EXTRACTED ENTRIES START

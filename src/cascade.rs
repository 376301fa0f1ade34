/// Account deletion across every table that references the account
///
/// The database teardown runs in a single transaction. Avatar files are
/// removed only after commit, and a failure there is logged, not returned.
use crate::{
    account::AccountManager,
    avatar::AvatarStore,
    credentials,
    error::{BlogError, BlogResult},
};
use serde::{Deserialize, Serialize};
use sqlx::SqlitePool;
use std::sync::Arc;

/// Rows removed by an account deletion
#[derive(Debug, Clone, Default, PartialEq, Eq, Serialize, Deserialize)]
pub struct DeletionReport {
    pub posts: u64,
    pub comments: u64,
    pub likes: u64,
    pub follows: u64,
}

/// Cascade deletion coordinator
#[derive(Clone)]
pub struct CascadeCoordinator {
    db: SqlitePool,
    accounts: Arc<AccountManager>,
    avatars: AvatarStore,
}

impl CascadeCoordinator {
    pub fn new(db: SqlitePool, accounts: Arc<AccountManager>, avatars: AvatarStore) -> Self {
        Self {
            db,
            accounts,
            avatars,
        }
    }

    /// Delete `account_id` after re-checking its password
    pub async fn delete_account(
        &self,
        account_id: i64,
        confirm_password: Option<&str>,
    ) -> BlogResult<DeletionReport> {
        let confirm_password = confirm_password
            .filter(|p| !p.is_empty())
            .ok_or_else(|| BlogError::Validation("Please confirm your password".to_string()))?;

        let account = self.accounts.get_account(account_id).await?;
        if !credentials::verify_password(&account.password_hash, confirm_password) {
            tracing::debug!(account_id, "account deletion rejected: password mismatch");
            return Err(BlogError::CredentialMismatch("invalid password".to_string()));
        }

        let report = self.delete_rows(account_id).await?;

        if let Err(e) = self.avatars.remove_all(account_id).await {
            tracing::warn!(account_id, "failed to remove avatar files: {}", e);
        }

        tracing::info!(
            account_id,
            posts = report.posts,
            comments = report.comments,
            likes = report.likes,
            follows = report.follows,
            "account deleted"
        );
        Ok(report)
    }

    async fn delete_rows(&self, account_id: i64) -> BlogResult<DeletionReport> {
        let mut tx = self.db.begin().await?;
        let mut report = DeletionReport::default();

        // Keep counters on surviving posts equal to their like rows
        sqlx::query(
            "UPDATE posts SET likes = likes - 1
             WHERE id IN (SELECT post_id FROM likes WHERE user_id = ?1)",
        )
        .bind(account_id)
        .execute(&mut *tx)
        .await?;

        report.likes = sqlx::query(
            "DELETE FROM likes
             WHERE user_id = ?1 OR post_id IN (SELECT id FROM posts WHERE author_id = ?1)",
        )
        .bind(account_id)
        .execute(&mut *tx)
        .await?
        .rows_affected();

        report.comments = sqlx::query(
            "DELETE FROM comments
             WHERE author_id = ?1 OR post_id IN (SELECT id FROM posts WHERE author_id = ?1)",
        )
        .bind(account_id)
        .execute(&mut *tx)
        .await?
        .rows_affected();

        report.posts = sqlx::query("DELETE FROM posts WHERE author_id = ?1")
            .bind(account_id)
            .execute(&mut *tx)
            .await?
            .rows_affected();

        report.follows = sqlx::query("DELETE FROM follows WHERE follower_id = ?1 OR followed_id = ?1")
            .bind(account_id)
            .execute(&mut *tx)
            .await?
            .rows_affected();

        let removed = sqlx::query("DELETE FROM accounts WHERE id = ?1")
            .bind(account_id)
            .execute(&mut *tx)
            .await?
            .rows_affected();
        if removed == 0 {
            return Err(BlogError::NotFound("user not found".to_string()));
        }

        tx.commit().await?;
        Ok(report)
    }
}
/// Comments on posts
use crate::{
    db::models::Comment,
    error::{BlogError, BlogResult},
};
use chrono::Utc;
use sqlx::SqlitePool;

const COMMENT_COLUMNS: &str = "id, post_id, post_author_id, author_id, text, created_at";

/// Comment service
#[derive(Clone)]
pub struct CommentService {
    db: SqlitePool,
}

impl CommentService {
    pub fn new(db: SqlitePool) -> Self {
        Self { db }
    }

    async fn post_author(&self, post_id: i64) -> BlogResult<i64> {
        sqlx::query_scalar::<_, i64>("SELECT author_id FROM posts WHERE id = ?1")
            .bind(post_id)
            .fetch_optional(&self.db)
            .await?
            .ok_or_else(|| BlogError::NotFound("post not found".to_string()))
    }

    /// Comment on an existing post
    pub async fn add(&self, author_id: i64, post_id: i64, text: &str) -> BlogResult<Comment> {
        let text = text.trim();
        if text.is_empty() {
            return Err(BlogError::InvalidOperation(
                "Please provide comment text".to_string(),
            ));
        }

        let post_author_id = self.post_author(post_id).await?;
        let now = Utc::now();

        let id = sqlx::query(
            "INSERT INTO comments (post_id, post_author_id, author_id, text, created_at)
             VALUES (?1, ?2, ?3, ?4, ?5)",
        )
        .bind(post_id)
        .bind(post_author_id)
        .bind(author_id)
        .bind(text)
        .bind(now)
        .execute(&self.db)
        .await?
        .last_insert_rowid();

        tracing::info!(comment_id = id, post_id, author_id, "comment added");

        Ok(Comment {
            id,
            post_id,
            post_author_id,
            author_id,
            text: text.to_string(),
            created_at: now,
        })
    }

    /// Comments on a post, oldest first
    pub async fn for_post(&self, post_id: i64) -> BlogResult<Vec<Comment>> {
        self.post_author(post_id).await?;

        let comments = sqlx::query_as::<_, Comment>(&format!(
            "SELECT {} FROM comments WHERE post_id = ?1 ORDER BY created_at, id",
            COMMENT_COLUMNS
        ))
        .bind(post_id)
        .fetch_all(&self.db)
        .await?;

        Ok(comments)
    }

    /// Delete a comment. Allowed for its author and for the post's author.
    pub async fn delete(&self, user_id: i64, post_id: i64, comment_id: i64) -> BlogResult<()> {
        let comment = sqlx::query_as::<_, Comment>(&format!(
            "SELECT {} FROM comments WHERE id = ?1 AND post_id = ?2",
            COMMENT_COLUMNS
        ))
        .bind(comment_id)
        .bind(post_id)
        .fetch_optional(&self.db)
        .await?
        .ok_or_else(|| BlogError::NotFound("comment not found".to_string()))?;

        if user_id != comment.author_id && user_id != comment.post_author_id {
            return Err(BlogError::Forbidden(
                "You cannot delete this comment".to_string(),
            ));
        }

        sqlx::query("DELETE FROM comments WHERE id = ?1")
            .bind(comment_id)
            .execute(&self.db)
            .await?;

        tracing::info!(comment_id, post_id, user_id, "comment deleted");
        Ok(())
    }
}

EXTRACTED ENTRIES END
EXTRACTED ENTRIES START

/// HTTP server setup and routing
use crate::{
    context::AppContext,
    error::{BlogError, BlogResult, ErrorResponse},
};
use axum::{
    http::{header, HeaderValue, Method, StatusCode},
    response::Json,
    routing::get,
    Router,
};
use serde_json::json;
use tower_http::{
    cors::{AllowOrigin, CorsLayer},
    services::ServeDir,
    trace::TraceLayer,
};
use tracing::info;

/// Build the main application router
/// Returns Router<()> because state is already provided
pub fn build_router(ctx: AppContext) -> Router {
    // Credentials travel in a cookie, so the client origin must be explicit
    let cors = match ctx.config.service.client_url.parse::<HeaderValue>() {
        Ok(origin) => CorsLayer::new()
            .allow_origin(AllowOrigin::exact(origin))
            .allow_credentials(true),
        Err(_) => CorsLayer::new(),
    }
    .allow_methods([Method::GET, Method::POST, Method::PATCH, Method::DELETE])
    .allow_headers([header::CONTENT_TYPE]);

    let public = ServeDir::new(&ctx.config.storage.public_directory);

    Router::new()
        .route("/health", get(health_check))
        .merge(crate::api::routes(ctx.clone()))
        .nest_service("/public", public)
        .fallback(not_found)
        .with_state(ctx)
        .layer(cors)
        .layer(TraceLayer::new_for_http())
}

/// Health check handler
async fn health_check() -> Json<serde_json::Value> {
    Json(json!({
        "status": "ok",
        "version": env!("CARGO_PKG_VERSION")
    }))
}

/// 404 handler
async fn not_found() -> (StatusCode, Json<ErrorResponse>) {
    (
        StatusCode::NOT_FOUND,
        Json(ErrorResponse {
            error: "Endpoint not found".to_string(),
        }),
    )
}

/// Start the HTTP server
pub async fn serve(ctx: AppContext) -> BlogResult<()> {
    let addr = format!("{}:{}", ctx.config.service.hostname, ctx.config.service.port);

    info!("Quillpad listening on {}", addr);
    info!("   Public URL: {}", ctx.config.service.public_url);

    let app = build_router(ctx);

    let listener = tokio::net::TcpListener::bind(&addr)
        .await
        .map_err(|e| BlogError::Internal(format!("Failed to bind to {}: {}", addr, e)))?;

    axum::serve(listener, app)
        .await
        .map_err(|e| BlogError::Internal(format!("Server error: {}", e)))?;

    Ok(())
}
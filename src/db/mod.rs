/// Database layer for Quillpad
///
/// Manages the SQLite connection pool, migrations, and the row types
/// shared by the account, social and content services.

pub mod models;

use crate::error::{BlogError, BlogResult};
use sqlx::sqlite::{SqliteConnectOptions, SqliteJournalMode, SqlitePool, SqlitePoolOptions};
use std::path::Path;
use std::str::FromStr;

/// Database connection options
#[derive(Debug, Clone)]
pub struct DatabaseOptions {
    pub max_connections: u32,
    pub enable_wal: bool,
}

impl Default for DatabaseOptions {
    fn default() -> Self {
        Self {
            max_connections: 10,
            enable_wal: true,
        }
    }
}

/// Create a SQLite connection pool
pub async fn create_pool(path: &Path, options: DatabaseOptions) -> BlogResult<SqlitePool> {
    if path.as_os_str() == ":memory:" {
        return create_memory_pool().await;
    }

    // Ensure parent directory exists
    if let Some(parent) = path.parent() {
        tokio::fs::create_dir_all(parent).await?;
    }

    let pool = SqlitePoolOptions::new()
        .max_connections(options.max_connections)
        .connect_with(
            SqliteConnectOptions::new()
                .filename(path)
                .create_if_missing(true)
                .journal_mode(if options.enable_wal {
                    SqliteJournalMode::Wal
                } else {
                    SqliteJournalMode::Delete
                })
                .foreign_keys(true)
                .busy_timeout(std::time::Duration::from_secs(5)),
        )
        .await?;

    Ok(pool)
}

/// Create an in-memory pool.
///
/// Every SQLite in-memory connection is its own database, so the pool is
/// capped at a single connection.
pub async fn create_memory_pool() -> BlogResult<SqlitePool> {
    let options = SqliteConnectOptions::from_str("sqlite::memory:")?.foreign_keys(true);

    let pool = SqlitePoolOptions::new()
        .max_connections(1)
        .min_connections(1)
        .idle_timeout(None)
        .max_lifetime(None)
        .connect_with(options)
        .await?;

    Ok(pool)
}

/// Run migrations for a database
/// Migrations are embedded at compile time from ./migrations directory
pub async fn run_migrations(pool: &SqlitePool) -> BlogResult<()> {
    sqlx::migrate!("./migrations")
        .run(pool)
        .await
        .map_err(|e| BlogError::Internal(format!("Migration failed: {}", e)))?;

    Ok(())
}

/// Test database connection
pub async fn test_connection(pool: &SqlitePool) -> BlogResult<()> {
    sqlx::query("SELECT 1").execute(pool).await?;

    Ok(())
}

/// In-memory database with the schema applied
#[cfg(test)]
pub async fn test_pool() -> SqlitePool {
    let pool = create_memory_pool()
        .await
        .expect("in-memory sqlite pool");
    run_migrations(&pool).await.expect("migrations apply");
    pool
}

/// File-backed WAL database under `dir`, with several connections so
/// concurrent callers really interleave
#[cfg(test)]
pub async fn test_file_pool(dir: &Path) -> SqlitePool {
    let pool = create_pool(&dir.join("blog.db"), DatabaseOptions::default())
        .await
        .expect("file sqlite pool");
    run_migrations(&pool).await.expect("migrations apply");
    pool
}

EXTRACTED ENTRIES END

→ **EXERCISE DESCRIPTION**: Would you copy out each line of the records above where the word "removed" occurs?

→ **ANSWER SPACE**:
/// removed only after commit, and a failure there is logged, not returned.
/// Rows removed by an account deletion
        let removed = sqlx::query("DELETE FROM accounts WHERE id = ?1")
        if removed == 0 {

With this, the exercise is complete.